Creole Day: On Friday, everyone wore their best traditional outfits to school for a fun day (instead of an academic day). Generally, traditional outfits mean some sort of madras plaid outfit. Fortunately, I had purchased a madras shirt for our Peace Corps multi-cultural night before I left St. Lucia. The classroom walls were folded back to create a large space and a local man gave a speech about Creole Day. Some of the students performed some traditional dances, and everyone had a good time.
These are a few of our students who arrived early that day.Prior to Creole Day, students had been encouraged to have their parents donate some type of food for the big luncheon on Friday. The PTA and the staff fixed traditional foods for everyone to eat. There were a number of interesting traditional dishes, but I chose the Sancoche, which is saltfish and roasted breadfruit with a coconut milk-based sauce.
The other menu choice was Crab Callilou, but I still got to eat it because there was enough left over so they gave me some to take home for dinner. They don't use fancy utensils such as those little forks or those crab cracking. Here, you just use your teeth to break the crab shell and dig with the tine of your regular fork.
This is a large takeout box of Crab Callilou. As you can see, the crabs here are big. Callilou is a bit like spinach, hence the dark green bits and the broth.That evening at dusk, as I was struggling to finish my crab (because since they gave this special free food, you know I was bound and determined to finish every last bit of it) while eating on my porch, I noticed the lights from a cruise ship pass between us and Marie Galland island (a small French island that is part of Gaudeloupe). As many of you know, I enjoyed Caribbean cruises in the past, and this was the first time I had noticed a cruise ship in our waters. I wondered if some of the guests were eating crab in an elegant dining room that night, with all the fancy utensils, while I was spitting out small pieces of crab shell I had cracked in my mouth. Those on that passing ship may be enjoying their cruise vacation, but at this point, I wouldn't trade places with any of them. I'm loving my time here!
Youth Rally Day: Monday was the big day for which we had been practicing for weeks. All the schools on Dominica are invited to send a drill marching team to the big sports stadium in the capital. The highlight is the parade as every school marches across the grounds and right in front of the Prime Minister for his review. It is very colorful as every school in this country has its own distinctive colors and uniforms. There are also some award presentations and speeches by some dignitaries, but everyone is there to see the big parade.
Here is a shot from the previous week of our rag-tag bunch practicing on our field (with the ocean in the background).Never having experienced this event before, I was a bit worried as to how our little school would look—our marching practices had been far from perfect, and our leader ended up losing his voice in the days preceding the event. However, two things happened—first, not all the other schools were perfect at marching, so we didn't stand out in that perspective; and second, our students picked an excellent time to have their best performance. They did pretty good for themselves! Unfortunately, I was watching so intently that I forgot to take any pictures of them marching past the Prime Minister.

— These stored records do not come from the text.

//! Picks the cheapest candidate route

use alloy_primitives::{Address, I256, U256};
use settlement_router_api::{
    estimate::EstimationResult,
    invoice::Invoice,
    payment::PriceFeedDetails,
    quote::{Quote, Venue},
    token::TokenInfo,
};
use tracing::{info, instrument, warn};

use crate::{error::SettlementError, fixed_point::to_signed, routing::QuoteAggregator};

use super::{CostEvaluator, EstimationContext, NativePrice};

/// The inputs to a best-route search
#[derive(Clone, Copy, Debug)]
pub struct SwapQuoteParams<'a> {
    /// The paying address
    pub sender: Address,
    /// The invoice being settled
    pub invoice: &'a Invoice,
    /// The exact amount of `token_out` required
    pub amount_out: U256,
    /// The token the payer sells
    pub token_in: &'a TokenInfo,
    /// The token the receiver is paid in
    pub token_out: &'a TokenInfo,
    /// The slippage allowance in basis points
    pub slippage_bps: u32,
    /// Venues to skip
    pub excluded_venues: &'a [Venue],
    /// The native coin's USD price; without it selection ignores gas
    pub native_price: Option<NativePrice>,
    /// The oracle conversion, if any
    pub price_feed_details: Option<&'a PriceFeedDetails>,
}

/// The all-in cost of a candidate, in input-token units
///
/// `amount_in + gas * amount_in / amount_out`, plus the remainder delta
/// converted the same way when the remainder would be returned
pub fn effective_cost(estimate: &EstimationResult) -> I256 {
    let amount_in = to_signed(estimate.quote.amount_in);
    let amount_out = to_signed(estimate.quote.amount_out);
    if amount_out.is_zero() {
        return I256::MAX;
    }

    let gas = to_signed(estimate.gas_in_invoice_currency) * amount_in / amount_out;
    let remainder = if estimate.should_return_remainder {
        estimate.return_remainder_delta * amount_in / amount_out
    } else {
        I256::ZERO
    };

    amount_in + gas + remainder
}

/// The estimate with the lowest effective cost; ties go to the later one
pub fn determine_cheapest_swap_with_gas(
    estimates: &[EstimationResult],
) -> Option<&EstimationResult> {
    estimates.iter().reduce(|best, next| {
        if effective_cost(best) < effective_cost(next) {
            best
        } else {
            next
        }
    })
}

/// The quote with the lowest input amount; ties go to the later one
pub fn determine_cheapest_swap_without_gas(
    quotes: &[(Quote, Venue)],
) -> Option<&(Quote, Venue)> {
    quotes.iter().reduce(|best, next| {
        if best.0.amount_in < next.0.amount_in {
            best
        } else {
            next
        }
    })
}

/// Fetch every venue's quote and return the cheapest
///
/// With a native price the candidates are ranked by their gas- and
/// remainder-adjusted cost; without one, or when no candidate could be
/// estimated, the lowest input amount wins
#[instrument(skip_all, fields(
    token_in = %params.token_in.symbol,
    token_out = %params.token_out.symbol,
))]
pub async fn fetch_swap_quote(
    aggregator: &QuoteAggregator,
    evaluator: &CostEvaluator,
    params: &SwapQuoteParams<'_>,
) -> Result<(Quote, Venue), SettlementError> {
    let quotes = aggregator
        .fetch_all_quotes(
            params.amount_out,
            params.token_in,
            params.token_out,
            params.slippage_bps,
            params.excluded_venues,
        )
        .await;

    match quotes.len() {
        0 => {
            return Err(SettlementError::quote(
                "Failed to get quotes for both Uniswap and Curve in `fetchSwapQuotes`",
            ))
        },
        1 => return Ok(quotes[0].clone()),
        _ => {},
    }

    if let Some(native_price) = params.native_price {
        let ctx = EstimationContext {
            chain: aggregator.chain(),
            sender: params.sender,
            invoice: params.invoice,
            token_in: params.token_in,
            token_out: params.token_out,
            native_price,
            price_feed_details: params.price_feed_details,
        };

        let estimates = evaluator.fetch_estimates(&quotes, &ctx).await?;
        if let Some(best) = determine_cheapest_swap_with_gas(&estimates) {
            info!("selected {} route at effective cost {}", best.venue, effective_cost(best));
            return Ok((best.quote.clone(), best.venue));
        }
        warn!("no candidate could be estimated, selecting without gas");
    }

    determine_cheapest_swap_without_gas(&quotes)
        .cloned()
        .ok_or_else(|| SettlementError::quote("no quote to select from"))
}
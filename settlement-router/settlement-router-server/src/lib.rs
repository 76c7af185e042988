//! The settlement router: quotes invoice payments across swap venues, prices
//! each candidate route's gas and remainder, and builds the settlement call
#![deny(missing_docs)]
#![deny(clippy::missing_docs_in_private_items)]
#![deny(unsafe_code)]
#![deny(clippy::needless_pass_by_ref_mut)]

pub mod chain;
pub mod cli;
pub mod error;
pub mod estimation;
pub mod fixed_point;
pub mod handlers;
pub mod helpers;
pub mod middleware;
pub mod payload;
pub mod price_feeds;
pub mod routing;
pub mod server;
pub mod session;
pub mod telemetry;
//! Shared helpers for RPC and HTTP plumbing

use alloy::providers::{DynProvider, Provider, ProviderBuilder};
use reqwest::{Response, Url};
use serde::Deserialize;

use crate::error::SettlementError;

/// Build a read-only provider over HTTP
pub fn build_provider(rpc_url: &str) -> Result<DynProvider, SettlementError> {
    let url = Url::parse(rpc_url).map_err(SettlementError::config)?;
    let provider = ProviderBuilder::new().connect_http(url);
    Ok(provider.erased())
}

/// Deserialize a successful response body, or surface the failure status
pub async fn handle_http_response<T: for<'de> Deserialize<'de>>(
    response: Response,
) -> Result<T, SettlementError> {
    if !response.status().is_success() {
        let status = response.status();
        let message = response.text().await.unwrap_or_else(|_| "Unknown error".to_string());
        return Err(SettlementError::http(format!("Status {status}: {message}")));
    }

    response.json::<T>().await.map_err(SettlementError::http)
}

Independence Day: Another early bus run took me back to the sports stadium in the capital on Tuesday. This time, there were more awards and speeches. Instead of schools marching, there were a couple of bands and several precision marching units from the police units, the Coast Guard, and others. They gave a remarkable performance, but I must admit that I think I enjoyed more watching the colorful school students who marched the day before.
These marching units at the stadium were much more coordinated than our school children!I also must admit that I missed celebrating Independence Day with fireworks. I suppose that fireworks are more appropriate for an independence won by a revolution against the British, rather than an independence won by a stroke of a pen, merely because the British finally realized it was the right thing to do.
National Day of Service: I think this is a fantastic tradition! Dominicans gather in their communities to perform some sort of civic improvement. In my village, we had a major beach clean-up as well as a fix-up effort at “The Spring”—which is sort of like the “city park pool” of my village (I promise to write a future story on the spring). I spent most of my time working at the beach, as we picked up driftwood, coconuts, the unburnt remnants of campfires, and trash. Some of the women brought a delicious lunch to both work sites that I enjoyed eating while watching the waves.
I think Jed Clampett might refer to “The Spring” as a “cement fishin' pond.”I should point out that normally there is a big Creole Festival on the weekend before Independence Day, but because we are still dealing with the aftermath of Tropical Storm Erika, it was decided to cancel this year's festival and keep things more low key. Some of the other major events were also somewhat curtailed for the same reason. So I can't say that this was a typical year for Dominica's Independence celebration. But everyone still had a good time.
Even my students turned out to help clean up the beach.I enjoyed all these special days, but I think my favorite day was the National Day of Service. It was great seeing so many villagers come out to do things for the common good of the community. Such joint efforts show the importance of getting along and working together. In America, a similar push has been made to do this on Martin Luther King day—to consider it a “day on” rather than a “day off” (although few Americans actually do any community service on that holiday). I am proud that Dominica does this and I think it is a wonderful tradition!